If the recovery from the LIA is “not compounded by anthropogenic emissions associated with the increase in population and agricultural land use changes during the agricultural revolution in the early 1700s” then it would seem to have to follow that extension of the Holocene is within our CO2 grasp!
I mean extension of an interglacial such as the Holocene beyond the typical bounds of half-precession age has only happened once in the past million years or so, and that was during MIS-11:
“Recent research has focused on MIS 11 as a possible analog for the present interglacial [e.g., Loutre and Berger, 2003; EPICA community members, 2004] because both occur during times of low eccentricity. The LR04 age model establishes that MIS 11 spans two precession cycles, with 18O values below 3.6o/oo for 20 kyr, from 398-418 ka. In comparison, stages 9 and 5 remained below 3.6o/oo for 13 and 12 kyr, respectively, and the Holocene interglacial has lasted 11 kyr so far. In the LR04 age model, the average LSR of 29 sites is the same from 398-418 ka as from 250-650 ka; consequently, stage 11 is unlikely to be artificially stretched. However, the June 21 insolation minimum at 65N during MIS 11 is only 489 W/m2, much less pronounced than the present minimum of 474 W/m2. In addition, current insolation values are not predicted to return to the high values of late MIS 11 for another 65 kyr. We propose that this effectively precludes a ‘double precession-cycle’ interglacial [e.g., Raymo, 1997] in the Holocene without human influence.” Lisiecki and Raymo, 2005, http://large.stanford.edu/publications/coal/references/docs/Lisiecki_Raymo_2005_Pal.pdf
Which essentially quashed Berger and Loutre’s 2002 modeling ftp://ftp.soest.hawaii.edu/engels/Stanley/Textbook_update/Science_297/Berger-02.pdf, if you have been paying attention to the literature.
So, if I do indeed catch your drift, the only reason we came out of the Little Ice Age is because of anthropogenic emissions. Otherwise we we would still be in it? Or much worse, a Big Ice Age?
I am left to assume here that you have some critical knowledge that has escaped notice by the paleoclimate community (see http://www.clim-past.net/6/131/2010/cp-6-131-2010.pdf or http://www.clim-past.net/8/1473/2012/cp-8-1473-2012.pdf) for instance.
From an “entertainment value” perspective, model results will be entertained.
Otherwise you just shot yourself in the foot. Either we have elevated ourselves, climatewise, carbonwise, obviating onset of the next glacial here at the already older than LIA half a precession old extreme interglacial, or you are advocating for an anthropogenetically unimpeded descent into the next glacial.
Of course, you are invited to provide evidence for something at least compelling, well anything for that matter, that would truly merit being anomalous climatewise that we (meaning the genus Homo) have not already experienced.
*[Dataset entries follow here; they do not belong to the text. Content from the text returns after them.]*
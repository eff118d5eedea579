//! PDF content stream codec.
//!
//! Content streams are the postfix operator language that draws a page. This
//! module reads them into [`Instruction`]s and writes instructions back:
//!
//! - [`resolver`] turns a page or stream into one logical byte sequence
//! - [`tokenizer`] splits those bytes into operands, operators and inline images
//! - [`grouper`] assembles tokens into instructions and applies the whitelist
//! - [`unparser`] serializes instructions

pub mod grouper;
pub mod inline_image;
pub mod operators;
pub mod parser;
pub mod resolver;
pub mod tokenizer;
pub mod unparser;

pub use grouper::{OperandGrouper, ParserCallbacks};
pub use inline_image::InlineImage;
pub use operators::{Instruction, Operand, Operator, OperatorWhitelist};
pub use parser::{
    parse_content_bytes, parse_content_bytes_with_options, parse_content_stream,
    parse_content_stream_with_options, parse_with_callbacks,
};
pub use tokenizer::{ContentToken, ContentTokenizer, LocatedToken};
pub use unparser::unparse_content_stream;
Meaning something colder since at least the Mid-Brunhes Event or warmer than MIS-11, 5e and the Holocene Climate Optimum.
The famous astronomer Fred Hoyle (1999, Cambridge Conference Network) probably stated it best:
“This is why the past million years has been essentially a continuing ice-age, broken occasionally by short-lived interglacials. It is also why those who have engaged in lurid talk over an enhanced greenhouse effect raising the Earth’s temperature by a degree or two should be seen as both demented and dangerous. The problem for the present swollen human species is of a drift back into an ice-age, not away from an ice-age.”
The thing is, I am not at all sure I disagree with you Jai. I have read and well-pondered what you have written here. Although I academically disagree with you in almost every instance, there is one in which you have convinced me. And that is on the “premise” that CO2 might have an ameliorating effect on climate. If your “premise” is correct, then this is one “pollutant” that we need to quell.
If there is even a chance that the industrial-present age of CO2 pollution could extend provenance of such end-members of our species, which has no clue when they live, then the genetically correct thing to do is strip it from the late Holocene atmosphere. I cite in this instance the fate of:
“The burial in ice of the pre-historic mummified corpse of the famous ‘Iceman’ (e.g., Bahn and Everett, 1993) at the upper edge of an alpine glacier coincided with the initiation of a cold period (‘Neoglaciation’) after the Holocene climate optimum (Baroni and Orombelli, 1996). On longer timescales, evolution of modern humans has been linked to climatic changes in Africa
(e.g., de Menocal, 1995).” Progress in Physical Geography 23,1 (1999) pp. 1–36 ftp://meteor.geol.iastate.edu/data/2005/stuff/adamsetal99.pdf
That would be the 8.2ka climate event. So, you have served to inspire. This you may lay claim to.

ColdinOz
September 10, 2013 10:50 pm

“Today, 193 of 194 national heads of state say they believe humans are causing dangerous climate change.”
I think since the recent election down under you can change that to 192 of 194……….
[Norway also today. Maybe 191 of 194. Mod]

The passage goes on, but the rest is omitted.